- [Exercise goal]: Go through the entries one line at a time, and gather every line that has the word "reference".

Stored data
:::

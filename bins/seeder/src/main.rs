//! Seeds a default chart of accounts for one tenant.
//!
//! Usage: `seeder [TENANT_ID]`
//!
//! The tenant comes from the first argument, then `TALLY_SEED_TENANT`, then a
//! fixed development id. Existing codes are left untouched, so reruns are safe.

use anyhow::Context;
use tally_core::accounts::{Account, AccountType};
use tally_db::{PgStore, connect_with};
use tally_shared::AppConfig;
use tally_shared::telemetry::init_tracing;
use tally_shared::types::TenantId;
use tracing::info;
use uuid::Uuid;

/// Development tenant used when none is given.
const DEV_TENANT_ID: Uuid = Uuid::from_u128(0x0000_0000_0000_0000_0000_0000_0000_0001);

const DEFAULT_CHART: [(&str, &str, AccountType); 6] = [
    ("1000", "Cash", AccountType::Asset),
    ("1200", "Accounts Receivable", AccountType::Asset),
    ("2000", "Accounts Payable", AccountType::Liability),
    ("3000", "Owner's Equity", AccountType::Equity),
    ("4000", "Revenue", AccountType::Revenue),
    ("5000", "Operating Expenses", AccountType::Expense),
];

#[tokio::main]
async fn main() -> anyhow::Result<()> {
    dotenvy::dotenv().ok();

    let config = AppConfig::load().context("failed to load configuration")?;
    init_tracing(&config.logging);

    let tenant_id = seed_tenant()?;

    let db = connect_with(&config.database)
        .await
        .context("failed to connect to database")?;
    let store = PgStore::new(db);

    let mut created = 0usize;
    for (code, name, account_type) in DEFAULT_CHART {
        let account = Account::new(tenant_id, code, name, account_type);
        if store
            .insert_account(&account)
            .await
            .with_context(|| format!("failed to insert account {code}"))?
        {
            created += 1;
            info!(%tenant_id, code, name, "account created");
        } else {
            info!(%tenant_id, code, "account exists, skipping");
        }
    }

    info!(%tenant_id, created, "seeding complete");
    Ok(())
}

fn seed_tenant() -> anyhow::Result<TenantId> {
    let raw = std::env::args()
        .nth(1)
        .or_else(|| std::env::var("TALLY_SEED_TENANT").ok());
    match raw {
        Some(raw) => raw
            .parse()
            .with_context(|| format!("invalid tenant id {raw:?}")),
        None => Ok(TenantId::from_uuid(DEV_TENANT_ID)),
    }
}
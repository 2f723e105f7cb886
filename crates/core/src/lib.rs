//! Core business logic for Tally.
//!
//! This crate contains pure business logic with ZERO web or database dependencies.
//! All domain types, validation rules, and calculations live here.
//!
//! # Modules
//!
//! - `accounts` - Chart-of-accounts reference data
//! - `ledger` - Double-entry journal entries, posting, and reversal
//! - `receivables` - AR invoices, payments, aging, and summaries

pub mod accounts;
pub mod ledger;
pub mod receivables;
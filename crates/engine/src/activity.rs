//! Activity log.
//!
//! Services record one [`ActivityRecord`] after each committed mutation.
//! Recording is fire-and-forget: sinks never fail the operation.

use std::sync::{Mutex, PoisonError};

use chrono::{DateTime, Utc};
use serde::Serialize;
use serde_json::Value;
use tally_shared::TenantContext;
use tally_shared::types::{TenantId, UserId};
use uuid::Uuid;

/// Kind of record an activity refers to.
#[derive(Debug, Clone, Copy, PartialEq, Eq, Hash, Serialize)]
#[serde(rename_all = "snake_case")]
pub enum ActivityEntity {
    /// A journal entry.
    JournalEntry,
    /// An AR invoice.
    Invoice,
    /// An AR payment.
    Payment,
}

impl ActivityEntity {
    /// Returns the snake_case name.
    #[must_use]
    pub const fn as_str(self) -> &'static str {
        match self {
            Self::JournalEntry => "journal_entry",
            Self::Invoice => "invoice",
            Self::Payment => "payment",
        }
    }
}

/// What happened.
#[derive(Debug, Clone, Copy, PartialEq, Eq, Hash, Serialize)]
#[serde(rename_all = "snake_case")]
pub enum ActivityAction {
    /// Record created.
    Created,
    /// Record edited.
    Updated,
    /// Record deleted.
    Deleted,
    /// Journal entry posted.
    Posted,
    /// Journal entry reversed.
    Reversed,
    /// Invoice voided.
    Voided,
}

impl ActivityAction {
    /// Returns the snake_case name.
    #[must_use]
    pub const fn as_str(self) -> &'static str {
        match self {
            Self::Created => "created",
            Self::Updated => "updated",
            Self::Deleted => "deleted",
            Self::Posted => "posted",
            Self::Reversed => "reversed",
            Self::Voided => "voided",
        }
    }
}

/// Before/after snapshots.
#[derive(Debug, Clone, Default, PartialEq, Serialize)]
pub struct ActivityDiff {
    /// State before the change.
    pub before: Option<Value>,
    /// State after the change.
    pub after: Option<Value>,
}

impl ActivityDiff {
    /// Builds a diff by serializing both sides. Unserializable values are dropped.
    pub fn between<B: Serialize, A: Serialize>(before: Option<&B>, after: Option<&A>) -> Self {
        Self {
            before: before.and_then(|b| serde_json::to_value(b).ok()),
            after: after.and_then(|a| serde_json::to_value(a).ok()),
        }
    }

    /// A diff for a newly created record.
    pub fn created<A: Serialize>(after: &A) -> Self {
        Self::between::<A, A>(None, Some(after))
    }
}

/// One audit record.
#[derive(Debug, Clone, PartialEq, Serialize)]
pub struct ActivityRecord {
    /// Tenant the change belongs to.
    pub tenant_id: TenantId,
    /// User who made the change.
    pub actor_user_id: UserId,
    /// Kind of record.
    pub entity: ActivityEntity,
    /// Id of the record.
    pub entity_id: Uuid,
    /// What happened.
    pub action: ActivityAction,
    /// Snapshots.
    pub diff: ActivityDiff,
    /// When it was recorded.
    pub occurred_at: DateTime<Utc>,
}

impl ActivityRecord {
    /// Creates a record stamped with the context and the current time.
    #[must_use]
    pub fn new(
        ctx: &TenantContext,
        entity: ActivityEntity,
        entity_id: Uuid,
        action: ActivityAction,
        diff: ActivityDiff,
    ) -> Self {
        Self {
            tenant_id: ctx.tenant_id,
            actor_user_id: ctx.actor_user_id,
            entity,
            entity_id,
            action,
            diff,
            occurred_at: Utc::now(),
        }
    }
}

/// Destination for activity records.
pub trait ActivitySink: Send + Sync {
    /// Records an activity. Must not block for long and must not fail.
    fn record(&self, record: ActivityRecord);
}

/// Emits each record as a structured `tracing` event.
#[derive(Debug, Clone, Copy, Default)]
pub struct TracingActivitySink;

impl ActivitySink for TracingActivitySink {
    fn record(&self, record: ActivityRecord) {
        let diff = serde_json::to_string(&record.diff).unwrap_or_default();
        tracing::info!(
            target: "tally::activity",
            tenant_id = %record.tenant_id,
            actor_user_id = %record.actor_user_id,
            entity = record.entity.as_str(),
            entity_id = %record.entity_id,
            action = record.action.as_str(),
            diff = %diff,
            "activity"
        );
    }
}

/// Collects records in memory.
#[derive(Debug, Default)]
pub struct MemoryActivitySink {
    records: Mutex<Vec<ActivityRecord>>,
}

impl MemoryActivitySink {
    /// Creates an empty sink.
    #[must_use]
    pub fn new() -> Self {
        Self::default()
    }

    /// Returns a copy of everything recorded so far.
    #[must_use]
    pub fn records(&self) -> Vec<ActivityRecord> {
        self.records
            .lock()
            .unwrap_or_else(PoisonError::into_inner)
            .clone()
    }

    /// Returns the actions recorded for one entity, in order.
    #[must_use]
    pub fn actions_for(&self, entity_id: Uuid) -> Vec<ActivityAction> {
        self.records()
            .into_iter()
            .filter(|r| r.entity_id == entity_id)
            .map(|r| r.action)
            .collect()
    }
}

impl ActivitySink for MemoryActivitySink {
    fn record(&self, record: ActivityRecord) {
        self.records
            .lock()
            .unwrap_or_else(PoisonError::into_inner)
            .push(record);
    }
}

#[cfg(test)]
mod tests {
    use super::*;
    use serde_json::json;

    #[test]
    fn test_memory_sink_collects() {
        let sink = MemoryActivitySink::new();
        let ctx = TenantContext::new(TenantId::new(), UserId::new());
        let id = Uuid::now_v7();

        sink.record(ActivityRecord::new(
            &ctx,
            ActivityEntity::Invoice,
            id,
            ActivityAction::Created,
            ActivityDiff::created(&json!({"invoice_number": "INV-1"})),
        ));
        sink.record(ActivityRecord::new(
            &ctx,
            ActivityEntity::Invoice,
            id,
            ActivityAction::Voided,
            ActivityDiff::default(),
        ));

        assert_eq!(
            sink.actions_for(id),
            vec![ActivityAction::Created, ActivityAction::Voided]
        );
        let first = &sink.records()[0];
        assert_eq!(first.tenant_id, ctx.tenant_id);
        assert_eq!(first.diff.before, None);
        assert_eq!(first.diff.after, Some(json!({"invoice_number": "INV-1"})));
    }

    #[test]
    fn test_tracing_sink_does_not_panic_without_subscriber() {
        let ctx = TenantContext::new(TenantId::new(), UserId::new());
        TracingActivitySink.record(ActivityRecord::new(
            &ctx,
            ActivityEntity::JournalEntry,
            Uuid::now_v7(),
            ActivityAction::Posted,
            ActivityDiff::default(),
        ));
    }
}
//! PostgreSQL implementation of the engine store traits.
//!
//! Multi-row writes run in one database transaction. Version-guarded writes
//! use `update_many`/`delete_many` filtered on the expected version and treat
//! zero affected rows as a stale read.

mod accounts;
mod convert;
mod invoices;
mod journal;

use sea_orm::{DatabaseConnection, DbErr, SqlErr};
use tally_engine::store::{StoreError, UQ_INVOICE_NUMBER, UQ_JOURNAL_NUMBER, UQ_REVERSED_FROM};

/// Constraint names the engine maps to domain conflicts.
const KNOWN_CONSTRAINTS: [&str; 3] = [UQ_REVERSED_FROM, UQ_JOURNAL_NUMBER, UQ_INVOICE_NUMBER];

/// Store backed by a `SeaORM` connection pool.
#[derive(Debug, Clone)]
pub struct PgStore {
    db: DatabaseConnection,
}

impl PgStore {
    /// Wraps a connection.
    #[must_use]
    pub const fn new(db: DatabaseConnection) -> Self {
        Self { db }
    }

    /// Returns the underlying connection.
    #[must_use]
    pub const fn connection(&self) -> &DatabaseConnection {
        &self.db
    }
}

/// Maps a database error, naming the violated constraint when it is one the
/// engine knows about.
pub(crate) fn db_err(err: DbErr) -> StoreError {
    if let Some(SqlErr::UniqueConstraintViolation(message)) = err.sql_err() {
        let constraint = KNOWN_CONSTRAINTS
            .into_iter()
            .find(|name| message.contains(name))
            .map_or(message, str::to_string);
        return StoreError::UniqueViolation(constraint);
    }
    tracing::error!(error = %err, "database error");
    StoreError::Backend(err.to_string())
}

/// Escapes `%`, `_` and `\` for an `ILIKE` pattern and wraps it in wildcards.
pub(crate) fn contains_pattern(needle: &str) -> String {
    let mut pattern = String::with_capacity(needle.len() + 2);
    pattern.push('%');
    for c in needle.chars() {
        if matches!(c, '%' | '_' | '\\') {
            pattern.push('\\');
        }
        pattern.push(c);
    }
    pattern.push('%');
    pattern
}

/// Trimmed, non-empty search text.
pub(crate) fn search_term(search: Option<&String>) -> Option<&str> {
    search.map(|s| s.trim()).filter(|s| !s.is_empty())
}
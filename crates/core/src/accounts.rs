//! Chart-of-accounts reference data.
//!
//! Accounts are created and maintained outside the ledger core; the core only reads them
//! to validate journal lines and to resolve the accounts a payment posts to.

use serde::{Deserialize, Serialize};
use tally_shared::types::{AccountId, TenantId};

/// Account classification.
///
/// - Asset/Expense: balance += debit - credit (debit-normal)
/// - Liability/Equity/Revenue: balance += credit - debit (credit-normal)
#[derive(Debug, Clone, Copy, PartialEq, Eq, Hash, Serialize, Deserialize)]
#[serde(rename_all = "lowercase")]
pub enum AccountType {
    /// Resources owned (cash, receivables).
    Asset,
    /// Obligations owed.
    Liability,
    /// Owner's residual interest.
    Equity,
    /// Income earned.
    Revenue,
    /// Costs incurred.
    Expense,
}

impl AccountType {
    /// Returns the lowercase storage name.
    #[must_use]
    pub const fn as_str(self) -> &'static str {
        match self {
            Self::Asset => "asset",
            Self::Liability => "liability",
            Self::Equity => "equity",
            Self::Revenue => "revenue",
            Self::Expense => "expense",
        }
    }

    /// Returns true for accounts whose balance grows with debits.
    #[must_use]
    pub const fn is_debit_normal(self) -> bool {
        matches!(self, Self::Asset | Self::Expense)
    }
}

impl std::fmt::Display for AccountType {
    fn fmt(&self, f: &mut std::fmt::Formatter<'_>) -> std::fmt::Result {
        f.write_str(self.as_str())
    }
}

impl std::str::FromStr for AccountType {
    type Err = String;

    fn from_str(s: &str) -> Result<Self, Self::Err> {
        match s.to_lowercase().as_str() {
            "asset" => Ok(Self::Asset),
            "liability" => Ok(Self::Liability),
            "equity" => Ok(Self::Equity),
            "revenue" => Ok(Self::Revenue),
            "expense" => Ok(Self::Expense),
            _ => Err(format!("Unknown account type: {s}")),
        }
    }
}

/// A chart-of-accounts entry.
#[derive(Debug, Clone, PartialEq, Eq, Serialize, Deserialize)]
pub struct Account {
    /// Unique identifier.
    pub id: AccountId,
    /// Owning tenant.
    pub tenant_id: TenantId,
    /// Human-facing code, unique per tenant (e.g. "1000").
    pub code: String,
    /// Display name (e.g. "Cash").
    pub name: String,
    /// Classification.
    pub account_type: AccountType,
    /// Inactive accounts cannot receive new lines.
    pub is_active: bool,
}

impl Account {
    /// Creates an active account.
    #[must_use]
    pub fn new(
        tenant_id: TenantId,
        code: impl Into<String>,
        name: impl Into<String>,
        account_type: AccountType,
    ) -> Self {
        Self {
            id: AccountId::new(),
            tenant_id,
            code: code.into(),
            name: name.into(),
            account_type,
            is_active: true,
        }
    }

    /// Returns a deactivated copy.
    #[must_use]
    pub fn deactivated(mut self) -> Self {
        self.is_active = false;
        self
    }
}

:::

- [Output for this exercise]:
//! - `accounts` - Chart-of-accounts reference data
//! Chart-of-accounts reference data.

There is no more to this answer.